(Stored data)
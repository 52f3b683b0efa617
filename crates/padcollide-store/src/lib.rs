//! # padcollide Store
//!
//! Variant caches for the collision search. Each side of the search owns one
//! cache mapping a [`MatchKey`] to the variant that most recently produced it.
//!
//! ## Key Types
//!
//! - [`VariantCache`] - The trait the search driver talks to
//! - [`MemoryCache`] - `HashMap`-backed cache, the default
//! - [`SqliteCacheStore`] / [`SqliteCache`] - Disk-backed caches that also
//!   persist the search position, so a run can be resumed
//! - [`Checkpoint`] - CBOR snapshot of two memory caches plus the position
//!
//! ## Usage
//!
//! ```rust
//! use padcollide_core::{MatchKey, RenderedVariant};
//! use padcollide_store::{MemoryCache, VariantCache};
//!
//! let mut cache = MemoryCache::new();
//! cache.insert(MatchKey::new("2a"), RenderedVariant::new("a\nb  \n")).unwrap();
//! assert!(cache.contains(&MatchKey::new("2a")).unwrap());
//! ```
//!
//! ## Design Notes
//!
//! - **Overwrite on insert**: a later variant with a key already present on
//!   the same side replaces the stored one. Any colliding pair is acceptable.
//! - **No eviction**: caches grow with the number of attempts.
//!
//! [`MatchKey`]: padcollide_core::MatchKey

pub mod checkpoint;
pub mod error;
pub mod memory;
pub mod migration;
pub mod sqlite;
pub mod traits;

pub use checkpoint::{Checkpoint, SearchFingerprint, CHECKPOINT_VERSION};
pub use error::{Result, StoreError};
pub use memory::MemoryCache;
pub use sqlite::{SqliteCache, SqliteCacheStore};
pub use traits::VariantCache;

= To do =
Nothing but the lines from the one with "pub mod migration;" through the final line of the data belongs in the answer, and they must match exactly.

= Exercise result =
pub mod migration;
pub mod sqlite;
pub mod traits;

pub use checkpoint::{Checkpoint, SearchFingerprint, CHECKPOINT_VERSION};
pub use error::{Result, StoreError};
pub use memory::MemoryCache;
pub use sqlite::{SqliteCache, SqliteCacheStore};
pub use traits::VariantCache;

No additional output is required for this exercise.